Australia Post did publish an expression of interest which did not state that Kingston Village shopping centre was the chosen location. That said, Mr and Mrs Waring relied on the representations by Australia Post that the decision had been made to place the LPO at Kingston Village and had made their submission accordingly. Therefore, there was no requirement to argue as to where the licensed post office should go because that decision had already been made.
Last Friday I learned that Australia Post had reneged on its commitment to locate the post office at Kingston Village and Mr Cox is now denying any recollection of this conversation that he had with us.
What’s even worse is that I had a discussion this morning with the acting managing director of Australia Post, Rodney Boyce, who told me that he was backing his executives’ version of events. He reiterated that Australia Post runs its tenders with a great deal of integrity. I took great issue with what the acting managing director told me, because I knew it was untrue. Both Mr Waring and myself were in that meeting when Australia Post said, ‘This is the decision we have made.’ It goes to the fundamental integrity of Australia Post, it goes to their corporate ethics and it goes to their failure to tell the truth when you see this sort of situation unravel. Australia Post has determined that the tender should go to another group of people who are actually going to operate the business, they say, at the Ocean Grove Marketplace shopping centre. Ironically, this is the same place where Australia Post said, over four years, that there was absolutely no need for an LPO.
I do note the Australia Post advertisement for a new managing director and group chief executive officer. One of the points that they are looking for is a managing director who has a strong commitment to first-class business ethics and best-practice corporate governance. For those who are reading the Hansard or who are listening to this debate tonight, this is one person, one business in one small part of Australia, but it matters a lot. This business run by the Warings is now in peril because the business which has won the tender is now applying for a TattsLotto licence which will further undermine the Warings’s business.

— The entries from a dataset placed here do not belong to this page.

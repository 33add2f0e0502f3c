//! Signals exchanged between robots, strategies and the coordinator.

use std::fmt;

use chrono::{DateTime, Utc};
use serde::{Deserialize, Serialize};
use uuid::Uuid;

use crate::robot::{ItemId, RobotId, RobotLifecycle};

/// A robot-reported state change, routed to the coordinator by a strategy.
#[derive(Debug, Clone, Serialize, Deserialize, PartialEq)]
pub struct StateChange {
    pub robot_id: RobotId,
    pub state: RobotLifecycle,
    pub held_item: Option<ItemId>,
    pub waiting_for: Option<String>,
}

impl StateChange {
    pub fn new(robot_id: impl Into<RobotId>, state: RobotLifecycle) -> Self {
        Self {
            robot_id: robot_id.into(),
            state,
            held_item: None,
            waiting_for: None,
        }
    }

    /// Pickup confirmed: the robot now holds `item`.
    pub fn picked_up(robot_id: impl Into<RobotId>, item: ItemId) -> Self {
        Self::new(robot_id, RobotLifecycle::Carrying).with_held_item(item)
    }

    /// Place confirmed: the robot released its item.
    pub fn placed(robot_id: impl Into<RobotId>) -> Self {
        Self::new(robot_id, RobotLifecycle::Idle)
    }

    pub fn with_held_item(mut self, item: ItemId) -> Self {
        self.held_item = Some(item);
        self
    }

    pub fn waiting_for(mut self, marker: impl Into<String>) -> Self {
        self.waiting_for = Some(marker.into());
        self
    }
}

#[derive(Debug, Clone, Copy, PartialEq, Eq, Hash, Serialize, Deserialize)]
#[serde(rename_all = "snake_case")]
pub enum ViolationKind {
    /// Idle was reported or found while an item was held.
    HeldItemOnIdle,
    /// A bound robot was forced back to idle before pickup.
    AbandonedAssignment,
    /// Pickup reported an item other than the one bound to the robot.
    PickupMismatch,
    /// Dispatch targeted a robot that was not available.
    AssignToBusyRobot,
}

impl fmt::Display for ViolationKind {
    fn fmt(&self, f: &mut fmt::Formatter<'_>) -> fmt::Result {
        let name = match self {
            ViolationKind::HeldItemOnIdle => "held_item_on_idle",
            ViolationKind::AbandonedAssignment => "abandoned_assignment",
            ViolationKind::PickupMismatch => "pickup_mismatch",
            ViolationKind::AssignToBusyRobot => "assign_to_busy_robot",
        };
        f.write_str(name)
    }
}

/// Warning recorded when the coordinator repairs a broken invariant.
#[derive(Debug, Clone, Serialize, Deserialize, PartialEq)]
pub struct InvariantViolation {
    pub id: Uuid,
    pub robot_id: RobotId,
    pub kind: ViolationKind,
    pub item_id: Option<ItemId>,
    pub detail: String,
    pub occurred_at: DateTime<Utc>,
}

impl InvariantViolation {
    pub fn new(
        robot_id: impl Into<RobotId>,
        kind: ViolationKind,
        item_id: Option<ItemId>,
        detail: impl Into<String>,
    ) -> Self {
        Self {
            id: Uuid::new_v4(),
            robot_id: robot_id.into(),
            kind,
            item_id,
            detail: detail.into(),
            occurred_at: Utc::now(),
        }
    }
}
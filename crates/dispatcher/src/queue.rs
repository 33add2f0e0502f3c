//! Pending transfer requests owned by the dispatch coordinator.
//!
//! Entries are kept in arrival (`seq`) order. A requeued request keeps its
//! original sequence number, so it goes back to the position it held. Each
//! pop only considers entries the caller's predicate accepts (capability
//! matching). An entry that has been overtaken `starvation_limit` times is
//! served next whatever the discipline says.

use std::collections::VecDeque;

use scheduler_domain::TransferRequest;

#[derive(Debug, Clone, Copy, PartialEq, Eq)]
pub enum QueueDiscipline {
    /// Oldest compatible request first.
    Fifo,
    /// Highest priority first, arrival order among equal priorities.
    Priority,
}

#[derive(Debug, Clone, PartialEq)]
pub struct QueuedRequest {
    pub seq: u64,
    pub request: TransferRequest,
    /// Times a younger compatible request was served ahead of this one.
    pub bypassed: u32,
}

#[derive(Debug)]
pub struct DispatchQueue {
    entries: VecDeque<QueuedRequest>,
    next_seq: u64,
    discipline: QueueDiscipline,
    starvation_limit: u32,
}

impl DispatchQueue {
    pub fn new(discipline: QueueDiscipline, starvation_limit: u32) -> Self {
        Self {
            entries: VecDeque::new(),
            next_seq: 0,
            discipline,
            starvation_limit: starvation_limit.max(1),
        }
    }

    pub fn fifo() -> Self {
        Self::new(QueueDiscipline::Fifo, u32::MAX)
    }

    pub fn discipline(&self) -> QueueDiscipline {
        self.discipline
    }

    /// Reserve an arrival number without queueing. Immediately dispatched
    /// requests take one too so a later requeue lands in arrival order.
    pub fn allocate_seq(&mut self) -> u64 {
        let seq = self.next_seq;
        self.next_seq += 1;
        seq
    }

    pub fn push(&mut self, request: TransferRequest) -> u64 {
        let seq = self.allocate_seq();
        self.push_with_seq(seq, request);
        seq
    }

    pub fn push_with_seq(&mut self, seq: u64, request: TransferRequest) {
        self.insert(QueuedRequest {
            seq,
            request,
            bypassed: 0,
        });
    }

    /// Put a previously dispatched request back at its original position.
    pub fn requeue(&mut self, seq: u64, request: TransferRequest) {
        self.push_with_seq(seq, request);
    }

    fn insert(&mut self, entry: QueuedRequest) {
        match self.entries.back() {
            Some(last) if last.seq > entry.seq => {
                let position = self.entries.partition_point(|e| e.seq < entry.seq);
                self.entries.insert(position, entry);
            }
            _ => self.entries.push_back(entry),
        }
    }

    /// Remove the next request the discipline selects among those `accept`
    /// allows.
    pub fn pop_next<F>(&mut self, accept: F) -> Option<QueuedRequest>
    where
        F: Fn(&TransferRequest) -> bool,
    {
        match self.discipline {
            QueueDiscipline::Fifo => {
                // Nothing older is skipped for being outranked, so no
                // bypass bookkeeping is needed.
                let index = self.entries.iter().position(|e| accept(&e.request))?;
                self.entries.remove(index)
            }
            QueueDiscipline::Priority => self.select(usize::MAX, accept, |request| {
                f64::from(request.effective_priority())
            }),
        }
    }

    /// Remove the highest scoring request among the first `lookahead`
    /// compatible ones. Ties go to the older request.
    pub fn pop_best_by<F, S>(&mut self, lookahead: usize, accept: F, score: S) -> Option<QueuedRequest>
    where
        F: Fn(&TransferRequest) -> bool,
        S: Fn(&TransferRequest) -> f64,
    {
        self.select(lookahead.max(1), accept, score)
    }

    fn select<F, S>(&mut self, lookahead: usize, accept: F, score: S) -> Option<QueuedRequest>
    where
        F: Fn(&TransferRequest) -> bool,
        S: Fn(&TransferRequest) -> f64,
    {
        let candidates: Vec<usize> = self
            .entries
            .iter()
            .enumerate()
            .filter(|(_, e)| accept(&e.request))
            .map(|(index, _)| index)
            .take(lookahead)
            .collect();

        let starving = candidates
            .iter()
            .copied()
            .find(|&index| self.entries[index].bypassed >= self.starvation_limit);

        let chosen = match starving {
            Some(index) => index,
            None => {
                let mut best: Option<(usize, f64)> = None;
                for &index in &candidates {
                    let value = score(&self.entries[index].request);
                    match best {
                        Some((_, top)) if value <= top => {}
                        _ => best = Some((index, value)),
                    }
                }
                best?.0
            }
        };

        for &index in candidates.iter().take_while(|&&index| index < chosen) {
            let entry = &mut self.entries[index];
            entry.bypassed = entry.bypassed.saturating_add(1);
        }

        self.entries.remove(chosen)
    }

    pub fn len(&self) -> usize {
        self.entries.len()
    }

    pub fn is_empty(&self) -> bool {
        self.entries.is_empty()
    }

    pub fn iter(&self) -> impl Iterator<Item = &QueuedRequest> {
        self.entries.iter()
    }
}

impl Default for DispatchQueue {
    fn default() -> Self {
        Self::fifo()
    }
}
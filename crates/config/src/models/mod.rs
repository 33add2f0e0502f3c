pub mod app_config;
pub mod benchmark;
pub mod coordinator;
pub mod observability;
pub mod strategies;

pub use app_config::*;
pub use benchmark::*;
pub use coordinator::*;
pub use observability::*;
pub use strategies::*;
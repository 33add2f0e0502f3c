pub mod models;
pub mod validation;

pub use models::{
    AppConfig, BenchmarkConfig, CoordinatorConfig, HeuristicConfig, LogFormat, LogLevel,
    ObservabilityConfig, StrategiesConfig,
};
pub use validation::{ConfigValidator, ValidationUtils};

/// Configuration error type
pub type ConfigResult<T> = Result<T, ConfigError>;

/// Configuration error enumeration
#[derive(Debug, thiserror::Error)]
pub enum ConfigError {
    #[error("Configuration error: {0}")]
    Configuration(String),

    #[error("Validation error: {0}")]
    Validation(String),

    #[error("File error: {0}")]
    File(String),

    #[error("Parse error: {0}")]
    Parse(String),
}

impl From<anyhow::Error> for ConfigError {
    fn from(err: anyhow::Error) -> Self {
        ConfigError::Configuration(err.to_string())
    }
}

impl From<serde_json::Error> for ConfigError {
    fn from(err: serde_json::Error) -> Self {
        ConfigError::Parse(err.to_string())
    }
}

impl From<toml::de::Error> for ConfigError {
    fn from(err: toml::de::Error) -> Self {
        ConfigError::Parse(err.to_string())
    }
}

impl From<std::io::Error> for ConfigError {
    fn from(err: std::io::Error) -> Self {
        ConfigError::File(err.to_string())
    }
}

impl From<config::ConfigError> for ConfigError {
    fn from(err: config::ConfigError) -> Self {
        ConfigError::Configuration(err.to_string())
    }
}

impl From<ConfigError> for scheduler_domain::SchedulerError {
    fn from(err: ConfigError) -> Self {
        scheduler_domain::SchedulerError::Configuration(err.to_string())
    }
}

#[cfg(test)]
mod tests;
use std::net::SocketAddr;

use anyhow::{Context, Result};
use scheduler_config::{LogFormat, ObservabilityConfig};
use tracing::info;
use tracing_subscriber::{layer::SubscriberExt, util::SubscriberInitExt, EnvFilter};

/// Install the global tracing subscriber. `RUST_LOG` wins over the configured
/// level when set.
pub fn init_logging(config: &ObservabilityConfig) -> Result<()> {
    let level = config.log_level.to_string();
    let env_filter = EnvFilter::try_from_default_env().unwrap_or_else(|_| EnvFilter::new(&level));

    let registry = tracing_subscriber::registry().with(env_filter);

    match config.log_format {
        LogFormat::Json => {
            let fmt_layer = tracing_subscriber::fmt::layer()
                .json()
                .with_current_span(true)
                .with_file(config.include_location)
                .with_line_number(config.include_location)
                .with_thread_names(true);

            registry
                .with(fmt_layer)
                .try_init()
                .context("failed to initialize JSON logging")?;
        }
        LogFormat::Pretty => {
            let fmt_layer = tracing_subscriber::fmt::layer()
                .pretty()
                .with_file(config.include_location)
                .with_line_number(config.include_location);

            registry
                .with(fmt_layer)
                .try_init()
                .context("failed to initialize pretty logging")?;
        }
        LogFormat::Compact => {
            let fmt_layer = tracing_subscriber::fmt::layer()
                .compact()
                .with_target(false)
                .with_file(config.include_location)
                .with_line_number(config.include_location);

            registry
                .with(fmt_layer)
                .try_init()
                .context("failed to initialize compact logging")?;
        }
    }

    info!(
        logging.format = ?config.log_format,
        logging.level = %level,
        "Logging initialized"
    );

    Ok(())
}

/// Install the Prometheus recorder with an HTTP scrape listener.
pub fn init_metrics(listen: &str) -> Result<()> {
    let addr: SocketAddr = listen
        .parse()
        .with_context(|| format!("invalid metrics listen address: {listen}"))?;

    metrics_exporter_prometheus::PrometheusBuilder::new()
        .with_http_listener(addr)
        .install()
        .map_err(|e| anyhow::anyhow!("Failed to install Prometheus exporter: {}", e))?;

    info!(listen = %addr, "Prometheus metrics exporter installed");
    Ok(())
}

pub fn init_observability(config: &ObservabilityConfig) -> Result<()> {
    init_logging(config)?;
    if config.metrics_enabled {
        init_metrics(&config.metrics_listen)?;
    }
    Ok(())
}
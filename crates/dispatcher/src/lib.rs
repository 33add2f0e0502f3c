//! Dispatch coordination for the robot fleet: the invariant-enforcing
//! coordinator, its pending-request queue, assignment scoring, and the
//! interchangeable coordination strategies built on top of it.

pub mod coordinator;
pub mod queue;
pub mod scoring;
pub mod strategies;

pub use coordinator::{
    AssignmentReceiver, CoordinatorSettings, DispatchCoordinator, DispatchOutcome,
    DispatchPolicy, DispatchStats, StateUpdate,
};
pub use queue::{DispatchQueue, QueueDiscipline, QueuedRequest};
pub use scoring::{build_scorer, ArrivalOrderScorer, AssignmentScorer, PheromoneScorer};
pub use strategies::{
    build_strategy, build_strategy_by_code, AutonomousStrategy, CommunicationMode,
    CoordinationStrategy, EventPushStrategy, HeuristicStrategy, LockPollingStrategy,
    PubSubDedicatedStrategy, PubSubSingleStrategy, StrategyKind, SynchronizedBatchStrategy,
};
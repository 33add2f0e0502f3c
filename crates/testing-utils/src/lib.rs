//! # Scheduler Testing Utils
//!
//! Shared testing utilities for the wafer scheduler workspace.
//!
//! ## Features
//!
//! - **Test Data Builders**: transfer requests and robot registrations with
//!   sensible defaults
//! - **Strategy Probe**: drive any coordination strategy as a fleet of
//!   scripted robots
//! - **Helpers**: waiting on async conditions, test logging
//!
//! ## Usage
//!
//! Add this crate as a dev-dependency:
//!
//! ```toml
//! [dev-dependencies]
//! scheduler-testing-utils = { path = "../testing-utils" }
//! ```

pub mod builders;
pub mod helpers;
pub mod probe;

pub use builders::*;
pub use helpers::*;
pub use probe::*;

They knew that it was not guaranteed they would get this tender, but they relied on the representations made by Australia Post. It is a breach of Australian Consumer Law to mislead or deceive in trade or commerce, and that’s why I am referring this to the Australian Consumer and Competition Commission for investigation. This is not good enough. Australia Post must act with integrity at all times. I’m utterly shocked that they are now denying a conversation that occurred. Australia Post has not told the truth, and I will continue to hold them to account over this disgraceful behaviour.